Theology is defined as the study of God or a set of beliefs. Everyone who has ever thought about God has developed a theology. As a pastor, I am exposed to people who have arrived at a detailed theology about all things religious. They have convictions that flow from their understanding of God and what he desires. The most significant question about our beliefs is, “How did we arrive at that conclusion.”
There are two fundamental ways that we develop our theology.
The first way is to read the Bible and draw conclusions over what we learn there. This is difficult because it requires us to be familiar with all the Bible. We need to understand both the Old and New Testaments and how they fit together. It requires study and searching for common themes while harmonizing complicated thoughts. Quite often it requires years and years of research to form solid concepts about multiple topics.
The other way to arrive at your theology is through informational gathering. This requires us to listen to teachers, read books and have spiritual conversations. This is not necessarily an easy journey into learning, but it is different. It leads us to theologians, authors and loud voices who can influence our thinking. Frequently it is affected by my family and personal experiences.
I have encountered both and realized most people are not disciplined enough to develop a robust Biblical theology, so we try to shortcut the process with information gathering. This is not necessarily a bad thing in any way, but there are two critical questions to ask yourself:
Do I believe this to be true because of something I found in the Bible or because of the words of someone else?
If I found something in the Bible that was different from what I currently believe, would I adjust my thinking accordingly?
We must always be on guard against arriving at our religious beliefs and then trying to find ways to support what we already believe.

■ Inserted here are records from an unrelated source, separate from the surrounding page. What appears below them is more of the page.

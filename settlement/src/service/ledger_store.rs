use common::enums::{WalletChangeType, WalletStatus};
use common::{AppError, AppResult};
use orm::entities::{AppUserWallet, AppWalletTransaction};
use rbatis::executor::RBatisTxExecutorGuard;
use rbatis::rbdc::datetime::DateTime;
use rbatis::RBatis;
use rust_decimal::Decimal;

/// 账本存储
///
/// 钱包行的加锁读取与流水的追加写入。钱包余额的任何写入都必须经过
/// WalletService 并在同一事务内通过这里落一条流水
pub struct LedgerStore;

impl LedgerStore {
    /// 锁定读取钱包，不存在则惰性创建
    ///
    /// select ... for update 保证同一钱包的并发账务串行化；
    /// 返回的行在当前事务内始终持有行锁
    pub async fn get_or_create_wallet(
        tx: &mut RBatisTxExecutorGuard,
        user_id: i64,
    ) -> AppResult<AppUserWallet> {
        if let Some(wallet) = AppUserWallet::select_by_user_id_for_update(tx, user_id).await? {
            return Ok(wallet);
        }

        let now = DateTime::now();
        let wallet = AppUserWallet {
            id: None,
            user_id,
            balance: Decimal::ZERO,
            frozen_amount: Decimal::ZERO,
            total_recharge: Decimal::ZERO,
            total_consume: Decimal::ZERO,
            total_withdrawal: Decimal::ZERO,
            status: WalletStatus::Active.get_code(),
            create_time: Some(now.clone()),
            update_time: Some(now),
        };
        AppUserWallet::insert(tx, &wallet).await?;

        // 回读取回数据库生成的主键，并让当前事务持有行锁
        AppUserWallet::select_by_user_id_for_update(tx, user_id)
            .await?
            .ok_or_else(|| {
                AppError::DatabaseError(format!("钱包创建后读取失败: user_id={}", user_id))
            })
    }

    /// 追加一条账变流水
    pub async fn append_transaction(
        tx: &mut RBatisTxExecutorGuard,
        entry: &AppWalletTransaction,
    ) -> AppResult<()> {
        AppWalletTransaction::insert(tx, entry).await?;
        Ok(())
    }

    /// 按余额口径回放流水
    ///
    /// 冻结/解冻不改变余额本身，回放时跳过
    pub fn replay_balance(entries: &[AppWalletTransaction]) -> Decimal {
        entries
            .iter()
            .filter(|e| Self::entry_affects_balance(e))
            .map(|e| e.amount)
            .sum()
    }

    /// 校验流水链
    ///
    /// 余额口径下 balance_after(n) = balance_after(n-1) + amount，首条从零起算
    pub fn verify_chain(entries: &[AppWalletTransaction]) -> bool {
        let mut prev = Decimal::ZERO;
        for entry in entries.iter().filter(|e| Self::entry_affects_balance(e)) {
            if entry.balance_after != prev + entry.amount {
                return false;
            }
            prev = entry.balance_after;
        }
        true
    }

    /// 对账：校验某用户钱包与其全部流水
    pub async fn verify_wallet_ledger(rb: &RBatis, user_id: i64) -> AppResult<bool> {
        let wallet = AppUserWallet::select_by_user_id(rb, user_id)
            .await?
            .ok_or_else(|| AppError::NotFound(format!("钱包不存在: user_id={}", user_id)))?;
        let entries = AppWalletTransaction::select_by_user_id(rb, user_id).await?;

        Ok(Self::verify_chain(&entries) && Self::replay_balance(&entries) == wallet.balance)
    }

    fn entry_affects_balance(entry: &AppWalletTransaction) -> bool {
        WalletChangeType::from_code(entry.change_type)
            .map(|t| t.affects_balance())
            .unwrap_or(false)
    }
}

#[cfg(test)]
mod tests {
    use super::*;

    fn entry(
        change_type: WalletChangeType,
        amount: i64,
        balance_after: i64,
        frozen_after: i64,
    ) -> AppWalletTransaction {
        AppWalletTransaction {
            id: None,
            serial_no: None,
            wallet_id: 1,
            user_id: 1,
            change_type: change_type.get_code(),
            change_type_name: Some(change_type.description()),
            amount: Decimal::from(amount),
            balance_before: Decimal::from(balance_after - amount),
            balance_after: Decimal::from(balance_after),
            frozen_before: Decimal::ZERO,
            frozen_after: Decimal::from(frozen_after),
            related_id: None,
            related_type: None,
            description: None,
            operator_id: None,
            create_time: None,
        }
    }

    #[test]
    fn test_replay_reconstructs_balance() {
        // 入账 1000 -> 消费 300 -> 退款 100
        let entries = vec![
            entry(WalletChangeType::Adjustment, 1000, 1000, 0),
            entry(WalletChangeType::Consume, -300, 700, 0),
            entry(WalletChangeType::Refund, 100, 800, 0),
        ];
        assert_eq!(LedgerStore::replay_balance(&entries), Decimal::from(800));
        assert!(LedgerStore::verify_chain(&entries));
    }

    #[test]
    fn test_freeze_entries_skipped_in_replay() {
        let mut entries = vec![entry(WalletChangeType::Adjustment, 1000, 1000, 0)];
        // 冻结/解冻记录可用余额影响，但不参与余额回放
        let mut freeze = entry(WalletChangeType::Freeze, -200, 1000, 200);
        freeze.balance_before = Decimal::from(1000);
        entries.push(freeze);
        let mut unfreeze = entry(WalletChangeType::Unfreeze, 200, 1000, 0);
        unfreeze.balance_before = Decimal::from(1000);
        entries.push(unfreeze);

        assert_eq!(LedgerStore::replay_balance(&entries), Decimal::from(1000));
        assert!(LedgerStore::verify_chain(&entries));
    }

    #[test]
    fn test_broken_chain_detected() {
        let entries = vec![
            entry(WalletChangeType::Adjustment, 1000, 1000, 0),
            // balance_after 与上一条不衔接
            entry(WalletChangeType::Consume, -300, 600, 0),
        ];
        assert!(!LedgerStore::verify_chain(&entries));
    }
}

This forces us to read only the parts of the Bible with which we agree. In turn, we listen only to speakers and authors whom we agree. Without noticing it, we create a theology based on our preference nothing more. I believe faith should pull and stretch us into unnatural positions and conclusions based on a supernatural being. When God likes and hates all the same thing that we do, usually we have just made a god in our own image and have not discovered the God of the Bible.